* WHAT TO WORK ON *
An exact transcript of all the records is the expected answer.

* RECORD EXTRACTS *
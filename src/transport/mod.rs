//! Duplex session transport to the remote agent.
//!
//! A [`Connector`] opens a session and returns a [`TransportLink`]: the
//! [`SessionTransport`] handle for outbound traffic plus the receiver of
//! inbound [`TransportEvent`]s. The live implementation speaks the Gemini
//! Live WebSocket protocol ([`live`]); tests drive the same handle through
//! [`SessionTransport::channel`].

pub mod live;
pub mod protocol;

pub use live::LiveConnector;

use crate::error::{Result, SessionError};
use crate::pipeline::messages::{PcmChunk, TranscriptFragment};
use crate::tools::{ToolCall, ToolDeclaration, ToolResult};
use async_trait::async_trait;
use tokio::sync::mpsc;
use tokio_util::sync::CancellationToken;
use tracing::debug;

/// Something the remote agent produced, in arrival order.
#[derive(Debug, Clone, PartialEq)]
pub enum TransportEvent {
    /// Raw PCM16 little-endian mono audio at the output rate.
    AudioReceived(Vec<u8>),
    Transcript(TranscriptFragment),
    /// Every call carried by one inbound message.
    ToolCallReceived(Vec<ToolCall>),
    /// The agent withdrew calls it issued earlier.
    ToolCallCancelled(Vec<String>),
    /// The user barged in; queued agent audio is stale.
    Interrupted,
    TurnComplete,
    /// The server announced it will close the connection soon.
    GoAway,
    Closed,
    Error(String),
}

/// Non-blocking outbound audio path, cloneable onto the capture thread.
#[derive(Debug, Clone)]
pub struct AudioSender {
    tx: mpsc::Sender<PcmChunk>,
}

impl AudioSender {
    /// Queue a chunk without waiting. Returns `false` if the chunk was
    /// dropped because the queue is full or the transport is gone.
    pub fn send(&self, chunk: PcmChunk) -> bool {
        match self.tx.try_send(chunk) {
            Ok(()) => true,
            Err(mpsc::error::TrySendError::Full(_)) => {
                debug!("outbound audio queue full");
                false
            }
            Err(mpsc::error::TrySendError::Closed(_)) => false,
        }
    }
}

/// Handle to an open session's outbound side.
///
/// Owned by the session loop. Closing is idempotent; the I/O task notices
/// the cancellation and shuts the connection down.
#[derive(Debug)]
pub struct SessionTransport {
    audio: AudioSender,
    tool_tx: mpsc::UnboundedSender<Vec<ToolResult>>,
    cancel: CancellationToken,
}

/// The far end of a [`SessionTransport`]: what an I/O task drains.
#[derive(Debug)]
pub struct TransportPeer {
    pub audio_rx: mpsc::Receiver<PcmChunk>,
    pub tool_rx: mpsc::UnboundedReceiver<Vec<ToolResult>>,
    pub cancel: CancellationToken,
}

impl SessionTransport {
    /// Create a handle and its peer. At most `audio_capacity` chunks wait
    /// for the network; more are dropped.
    pub fn channel(audio_capacity: usize) -> (Self, TransportPeer) {
        let (audio_tx, audio_rx) = mpsc::channel(audio_capacity.max(1));
        let (tool_tx, tool_rx) = mpsc::unbounded_channel();
        let cancel = CancellationToken::new();
        (
            Self {
                audio: AudioSender { tx: audio_tx },
                tool_tx,
                cancel: cancel.clone(),
            },
            TransportPeer {
                audio_rx,
                tool_rx,
                cancel,
            },
        )
    }

    /// A sender the capture callback can own.
    pub fn audio_sender(&self) -> AudioSender {
        self.audio.clone()
    }

    /// Fire-and-forget one audio chunk.
    pub fn send(&self, chunk: PcmChunk) -> bool {
        !self.cancel.is_cancelled() && self.audio.send(chunk)
    }

    /// Send the results for one inbound tool-call batch as a single reply.
    ///
    /// # Errors
    ///
    /// Returns [`SessionError::Transport`] if the transport is closed.
    pub fn send_tool_results(&self, results: Vec<ToolResult>) -> Result<()> {
        if self.cancel.is_cancelled() {
            return Err(SessionError::Transport("transport is closed".into()));
        }
        self.tool_tx
            .send(results)
            .map_err(|_| SessionError::Transport("transport I/O task has exited".into()))
    }

    /// Close the connection. Idempotent.
    pub fn close(&self) {
        if !self.cancel.is_cancelled() {
            debug!("closing session transport");
            self.cancel.cancel();
        }
    }

    pub fn is_closed(&self) -> bool {
        self.cancel.is_cancelled()
    }
}

impl Drop for SessionTransport {
    fn drop(&mut self) {
        self.close();
    }
}

/// An opened session: outbound handle plus inbound events.
#[derive(Debug)]
pub struct TransportLink {
    pub transport: SessionTransport,
    pub events: mpsc::UnboundedReceiver<TransportEvent>,
}

/// Everything the remote agent needs at session open.
#[derive(Debug, Clone, PartialEq)]
pub struct SessionSetup {
    /// Prebuilt voice persona name.
    pub voice: String,
    /// Full system instruction, role already appended.
    pub instructions: String,
    pub tools: Vec<ToolDeclaration>,
}

impl SessionSetup {
    /// Compose the system instruction for a role.
    pub fn compose_instructions(base: &str, role: &str) -> String {
        format!("{base} Current role: {role}.")
    }
}

/// Opens sessions with the remote agent.
#[async_trait]
pub trait Connector: Send + Sync {
    /// Open a session and wait until the agent accepted the setup.
    ///
    /// # Errors
    ///
    /// Returns [`SessionError::Transport`] if the connection cannot be
    /// established or the setup is not acknowledged.
    async fn open(&self, setup: SessionSetup) -> Result<TransportLink>;
}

* THE COMPLETED TASK *
filename src/transport/mod.rs
//! Duplex session transport to the remote agent.
//!
//! A [`Connector`] opens a session and returns a [`TransportLink`]: the
//! [`SessionTransport`] handle for outbound traffic plus the receiver of
//! inbound [`TransportEvent`]s. The live implementation speaks the Gemini
//! Live WebSocket protocol ([`live`]); tests drive the same handle through
//! [`SessionTransport::channel`].

pub mod live;
pub mod protocol;

pub use live::LiveConnector;

use crate::error::{Result, SessionError};
use crate::pipeline::messages::{PcmChunk, TranscriptFragment};
use crate::tools::{ToolCall, ToolDeclaration, ToolResult};
use async_trait::async_trait;
use tokio::sync::mpsc;
use tokio_util::sync::CancellationToken;
use tracing::debug;

/// Something the remote agent produced, in arrival order.
#[derive(Debug, Clone, PartialEq)]
pub enum TransportEvent {
    /// Raw PCM16 little-endian mono audio at the output rate.
    AudioReceived(Vec<u8>),
    Transcript(TranscriptFragment),
    /// Every call carried by one inbound message.
    ToolCallReceived(Vec<ToolCall>),
    /// The agent withdrew calls it issued earlier.
    ToolCallCancelled(Vec<String>),
    /// The user barged in; queued agent audio is stale.
    Interrupted,
    TurnComplete,
    /// The server announced it will close the connection soon.
    GoAway,
    Closed,
    Error(String),
}

/// Non-blocking outbound audio path, cloneable onto the capture thread.
#[derive(Debug, Clone)]
pub struct AudioSender {
    tx: mpsc::Sender<PcmChunk>,
}

impl AudioSender {
    /// Queue a chunk without waiting. Returns `false` if the chunk was
    /// dropped because the queue is full or the transport is gone.
    pub fn send(&self, chunk: PcmChunk) -> bool {
        match self.tx.try_send(chunk) {
            Ok(()) => true,
            Err(mpsc::error::TrySendError::Full(_)) => {
                debug!("outbound audio queue full");
                false
            }
            Err(mpsc::error::TrySendError::Closed(_)) => false,
        }
    }
}

/// Handle to an open session's outbound side.
///
/// Owned by the session loop. Closing is idempotent; the I/O task notices
/// the cancellation and shuts the connection down.
#[derive(Debug)]
pub struct SessionTransport {
    audio: AudioSender,
    tool_tx: mpsc::UnboundedSender<Vec<ToolResult>>,
    cancel: CancellationToken,
}

/// The far end of a [`SessionTransport`]: what an I/O task drains.
#[derive(Debug)]
pub struct TransportPeer {
    pub audio_rx: mpsc::Receiver<PcmChunk>,
    pub tool_rx: mpsc::UnboundedReceiver<Vec<ToolResult>>,
    pub cancel: CancellationToken,
}

impl SessionTransport {
    /// Create a handle and its peer. At most `audio_capacity` chunks wait
    /// for the network; more are dropped.
    pub fn channel(audio_capacity: usize) -> (Self, TransportPeer) {
        let (audio_tx, audio_rx) = mpsc::channel(audio_capacity.max(1));
        let (tool_tx, tool_rx) = mpsc::unbounded_channel();
        let cancel = CancellationToken::new();
        (
            Self {
                audio: AudioSender { tx: audio_tx },
                tool_tx,
                cancel: cancel.clone(),
            },
            TransportPeer {
                audio_rx,
                tool_rx,
                cancel,
            },
        )
    }

    /// A sender the capture callback can own.
    pub fn audio_sender(&self) -> AudioSender {
        self.audio.clone()
    }

    /// Fire-and-forget one audio chunk.
    pub fn send(&self, chunk: PcmChunk) -> bool {
        !self.cancel.is_cancelled() && self.audio.send(chunk)
    }

    /// Send the results for one inbound tool-call batch as a single reply.
    ///
    /// # Errors
    ///
    /// Returns [`SessionError::Transport`] if the transport is closed.
    pub fn send_tool_results(&self, results: Vec<ToolResult>) -> Result<()> {
        if self.cancel.is_cancelled() {
            return Err(SessionError::Transport("transport is closed".into()));
        }
        self.tool_tx
            .send(results)
            .map_err(|_| SessionError::Transport("transport I/O task has exited".into()))
    }

    /// Close the connection. Idempotent.
    pub fn close(&self) {
        if !self.cancel.is_cancelled() {
            debug!("closing session transport");
            self.cancel.cancel();
        }
    }

    pub fn is_closed(&self) -> bool {
        self.cancel.is_cancelled()
    }
}

impl Drop for SessionTransport {
    fn drop(&mut self) {
        self.close();
    }
}

/// An opened session: outbound handle plus inbound events.
#[derive(Debug)]
pub struct TransportLink {
    pub transport: SessionTransport,
    pub events: mpsc::UnboundedReceiver<TransportEvent>,
}

/// Everything the remote agent needs at session open.
#[derive(Debug, Clone, PartialEq)]
pub struct SessionSetup {
    /// Prebuilt voice persona name.
    pub voice: String,
    /// Full system instruction, role already appended.
    pub instructions: String,
    pub tools: Vec<ToolDeclaration>,
}

impl SessionSetup {
    /// Compose the system instruction for a role.
    pub fn compose_instructions(base: &str, role: &str) -> String {
        format!("{base} Current role: {role}.")
    }
}

/// Opens sessions with the remote agent.
#[async_trait]
pub trait Connector: Send + Sync {
    /// Open a session and wait until the agent accepted the setup.
    ///
    /// # Errors
    ///
    /// Returns [`SessionError::Transport`] if the connection cannot be
    /// established or the setup is not acknowledged.
    async fn open(&self, setup: SessionSetup) -> Result<TransportLink>;
}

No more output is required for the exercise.